Toplumun geniş muhalif kesimleri (sosyal demokrat, Alevi, ulusalcı vs.) yıllardır hemen her konuda iktidarın attığı antidemokratik ve otoriter adımların, siyasal olarak bağlı oldukları unsurlar tarafından sessizce kabullenildiğine şahit oldular ve bu durum iktidarın hemen her koşulda ayakta kalacağı izlenimini yarattı. Sadece Adalet Yürüyüşü bu durumun istisnası sayılabilir. Özellikle CHP eliyle yaratılan bu psikoloji iktidarın sadece antidemokratik uygulamaları değil, sınıf düşmanı adımları da sorunsuz bir şekilde atmasına yol açtı. Hadi sağ muhafazakar kitleleri irrite etmemek adına Ayasofya meselesine susuluyor diyelim. Peki on milyonlarca emekçinin yaşamsal bir sorunu hale gelen işsizliğe, yoksulluğa, hergün bir yenisi gelen vergilere, torpillere ve liyakatsiz atamalara, doğanın talanına, dağdaki keçinin bile kazanç kapısı haline getirilmesine yarım ağız bir muhalefet dışında birşey yapıldığını görebilen oldu mu?

İktidar sıkışıyor yorumları hayli revaçta olsa da, hala özgüvenle hareket ettiği unutulmamalıdır. Oy oranları eriyor, kriz derinleşiyor olabilir. Ancak sadece buna dayanarak gelecek planı yapmak yanıltıcı olacaktır. Bu tıpkı 1930’larda Nazilerin yükselişine seyirci kalan, iktidara geldiklerinde nasıl olsa orada kalamayacaklar ve sonra sıra bize gelecek mantığıyla hareket eden Stalinizmin izlediği yol kadar tehlikelidir. Olağanüstü koşulların içerisinden geçtiğimiz bu dönemde tesis edilen rejim elindeki bütün imkanları sonuna kadar kullanacaktır.
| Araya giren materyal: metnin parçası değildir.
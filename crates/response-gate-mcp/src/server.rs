// response-gate-mcp/src/server.rs
// ============================================================================
// Module: MCP Server
// Description: JSON-RPC 2.0 server over stdio and HTTP transports.
// Purpose: Expose the gated analytics tools to MCP hosts.
// Dependencies: response-gate-core, response-gate-providers, axum, tokio
// ============================================================================

//! ## Overview
//! The server speaks JSON-RPC 2.0 (`tools/list` and `tools/call`) over two
//! transports: stdin/stdout with MCP Content-Length framing, and HTTP POST
//! `/rpc`. Every call routes through [`crate::tools::ToolRouter`], so no
//! transport can bypass the gate. Security posture: inbound requests are
//! untrusted and size-limited before parsing.

// ============================================================================
// SECTION: Imports
// ============================================================================

use std::net::SocketAddr;
use std::sync::Arc;

use axum::Router;
use axum::body::Bytes;
use axum::extract::DefaultBodyLimit;
use axum::extract::State;
use axum::http::StatusCode;
use axum::response::IntoResponse;
use axum::routing::post;
use response_gate_core::GatePolicy;
use response_gate_providers::ApiFetcher;
use response_gate_providers::ClassifierConfig;
use response_gate_providers::FetcherConfig;
use response_gate_providers::HttpClassifier;
use response_gate_providers::fetch::DEFAULT_FETCH_TIMEOUT_MS;
use serde::Deserialize;
use serde::Serialize;
use serde_json::Value;
use tokio::io::AsyncBufRead;
use tokio::io::AsyncBufReadExt;
use tokio::io::AsyncReadExt;
use tokio::io::AsyncWrite;
use tokio::io::AsyncWriteExt;
use tokio::io::BufReader;

use crate::audit::StderrAuditSink;
use crate::config::GateConfig;
use crate::config::ServerTransport;
use crate::tools::ToolDefinition;
use crate::tools::ToolError;
use crate::tools::ToolRouter;

// ============================================================================
// SECTION: MCP Server
// ============================================================================

/// MCP server instance.
pub struct GateMcpServer {
    /// Server configuration.
    config: GateConfig,
    /// Tool router for request dispatch.
    router: Arc<ToolRouter>,
}

impl GateMcpServer {
    /// Builds a new MCP server from configuration.
    ///
    /// # Errors
    ///
    /// Returns [`McpServerError`] when pipeline initialization fails.
    pub fn from_config(config: GateConfig) -> Result<Self, McpServerError> {
        let fetcher = ApiFetcher::new(FetcherConfig {
            base_url: config.api_base_url.clone(),
            api_token: config.api_token.clone(),
            timeout_ms: DEFAULT_FETCH_TIMEOUT_MS,
        })
        .map_err(|err| McpServerError::Init(err.to_string()))?;
        let classifier = HttpClassifier::new(ClassifierConfig {
            url: config.classifier_url.clone(),
            token: config.classifier_token.clone(),
            timeout_secs: config.classifier_timeout_secs,
            block_threshold: config.block_threshold,
        })
        .map_err(|err| McpServerError::Init(err.to_string()))?;
        let router = Arc::new(ToolRouter::new(
            fetcher,
            Arc::new(classifier),
            GatePolicy::new(config.fail_open),
            Arc::new(StderrAuditSink),
        ));
        Ok(Self {
            config,
            router,
        })
    }

    /// Serves requests using the configured transport.
    ///
    /// # Errors
    ///
    /// Returns [`McpServerError`] when the server fails.
    pub async fn serve(self) -> Result<(), McpServerError> {
        match self.config.transport {
            ServerTransport::Stdio => {
                serve_stdio(&self.router, self.config.max_body_bytes).await
            }
            ServerTransport::Http => serve_http(self.config, self.router).await,
        }
    }
}

// ============================================================================
// SECTION: Stdio Transport
// ============================================================================

/// Serves JSON-RPC requests over stdin/stdout.
///
/// A malformed message answers with an error envelope and the loop continues;
/// only transport-level failures terminate it. End of input is a clean
/// shutdown.
async fn serve_stdio(router: &ToolRouter, max_body_bytes: usize) -> Result<(), McpServerError> {
    let mut reader = BufReader::new(tokio::io::stdin());
    let mut writer = tokio::io::stdout();
    while let Some(bytes) = read_framed(&mut reader, max_body_bytes).await? {
        let response = dispatch_bytes(router, &bytes).await;
        let payload = serde_json::to_vec(&response)
            .map_err(|_| McpServerError::Transport("json-rpc serialization failed".to_string()))?;
        write_framed(&mut writer, &payload).await?;
    }
    Ok(())
}

/// Parses and dispatches one message body.
///
/// Undecodable bodies resolve to an invalid-request envelope rather than an
/// error, so no single message can take down a transport.
async fn dispatch_bytes(router: &ToolRouter, bytes: &[u8]) -> JsonRpcResponse {
    match serde_json::from_slice::<JsonRpcRequest>(bytes) {
        Ok(request) => handle_request(router, request).await.1,
        Err(_) => invalid_request(),
    }
}

/// Builds the invalid-request error envelope.
fn invalid_request() -> JsonRpcResponse {
    JsonRpcResponse {
        jsonrpc: "2.0",
        id: Value::Null,
        result: None,
        error: Some(JsonRpcError {
            code: -32600,
            message: "invalid json-rpc request".to_string(),
        }),
    }
}

// ============================================================================
// SECTION: HTTP Transport
// ============================================================================

/// Serves JSON-RPC requests over HTTP.
async fn serve_http(config: GateConfig, router: Arc<ToolRouter>) -> Result<(), McpServerError> {
    let bind = config
        .bind
        .as_ref()
        .ok_or_else(|| McpServerError::Config("bind address required".to_string()))?;
    let addr: SocketAddr =
        bind.parse().map_err(|_| McpServerError::Config("invalid bind address".to_string()))?;
    let state = Arc::new(ServerState {
        router,
        max_body_bytes: config.max_body_bytes,
    });
    let app = http_app(state);
    let listener = tokio::net::TcpListener::bind(addr)
        .await
        .map_err(|_| McpServerError::Transport("http bind failed".to_string()))?;
    axum::serve(listener, app)
        .await
        .map_err(|_| McpServerError::Transport("http server failed".to_string()))
}
//! State space sanitizer - bounds values for Kani exploration

use bookkeeper::*;

pub const N_USERS: usize = 3;
pub const MAX_STEPS: u8 = 4;

/// Bounds for tractable verification, in whole units of each scale
const MAX_COLLATERAL: u64 = 1_000;
const MAX_DEBT_SHARE: u64 = 1_000;
const MAX_BALANCE: u64 = 10_000;
const MAX_RATE: u64 = 3;
const MAX_PRICE: u64 = 10;

pub trait Sanitize {
    fn sanitize(self) -> Self;
}

fn clamp(value: U256, bound: U256) -> U256 {
    if value > bound {
        value % bound
    } else {
        value
    }
}

impl Sanitize for Position {
    fn sanitize(self) -> Position {
        Position {
            locked_collateral: clamp(self.locked_collateral, wad(MAX_COLLATERAL)),
            debt_share: clamp(self.debt_share, wad(MAX_DEBT_SHARE)),
        }
    }
}

impl Sanitize for CollateralPool {
    fn sanitize(self) -> CollateralPool {
        // Keep the pool initialized: a zero rate means "not created"
        let rate = clamp(self.debt_accumulated_rate, ray(MAX_RATE));
        CollateralPool {
            total_debt_share: self.total_debt_share,
            debt_accumulated_rate: if rate.is_zero() { RAY } else { rate },
            price_with_safety_margin: clamp(self.price_with_safety_margin, ray(MAX_PRICE)),
            debt_ceiling: self.debt_ceiling,
            debt_floor: clamp(self.debt_floor, rad(MAX_BALANCE)),
        }
    }
}

impl Sanitize for LedgerState {
    fn sanitize(mut self) -> LedgerState {
        // Clamp position count
        while self.positions.len() > N_USERS {
            self.positions.pop_last();
        }

        for position in self.positions.values_mut() {
            *position = position.sanitize();
        }
        for pool in self.pools.values_mut() {
            *pool = pool.sanitize();
        }
        for balance in self.collateral.values_mut() {
            *balance = clamp(*balance, wad(MAX_BALANCE));
        }
        for balance in self.stablecoin.values_mut().chain(self.system_bad_debt.values_mut()) {
            *balance = clamp(*balance, rad(MAX_BALANCE));
        }
        self.positions.retain(|_, p| !p.is_empty());
        self.collateral.retain(|_, v| !v.is_zero());
        self.stablecoin.retain(|_, v| !v.is_zero());
        self.system_bad_debt.retain(|_, v| !v.is_zero());

        align_aggregates(&mut self);
        self
    }
}

/// Recompute every aggregate from the per-account entries it summarizes
///
/// Sums are bounded by the sanitized values, so they cannot overflow.
pub fn align_aggregates(s: &mut LedgerState) {
    for (id, pool) in s.pools.iter_mut() {
        pool.total_debt_share = s
            .positions
            .iter()
            .filter(|((p, _), _)| p == id)
            .fold(U256::zero(), |acc, (_, position)| acc.saturating_add(position.debt_share));
    }
    s.total_stablecoin_issued = s.stablecoin.values().fold(U256::zero(), |acc, v| acc.saturating_add(*v));
    s.total_unbacked_stablecoin =
        s.system_bad_debt.values().fold(U256::zero(), |acc, v| acc.saturating_add(*v));
}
Toplumsal muhalefet gelecek dönemde iktidar cephesinden gelecek saldırılara karşı mücadele kanallarını yaratmaya çabalamadığı ve iktidarın istediği hemen her konuda at koşturması karşısında izleyici kaldığı takdirde 2023 hesapları yaratılan yıkımı tamir etmeye yetmeyecektir.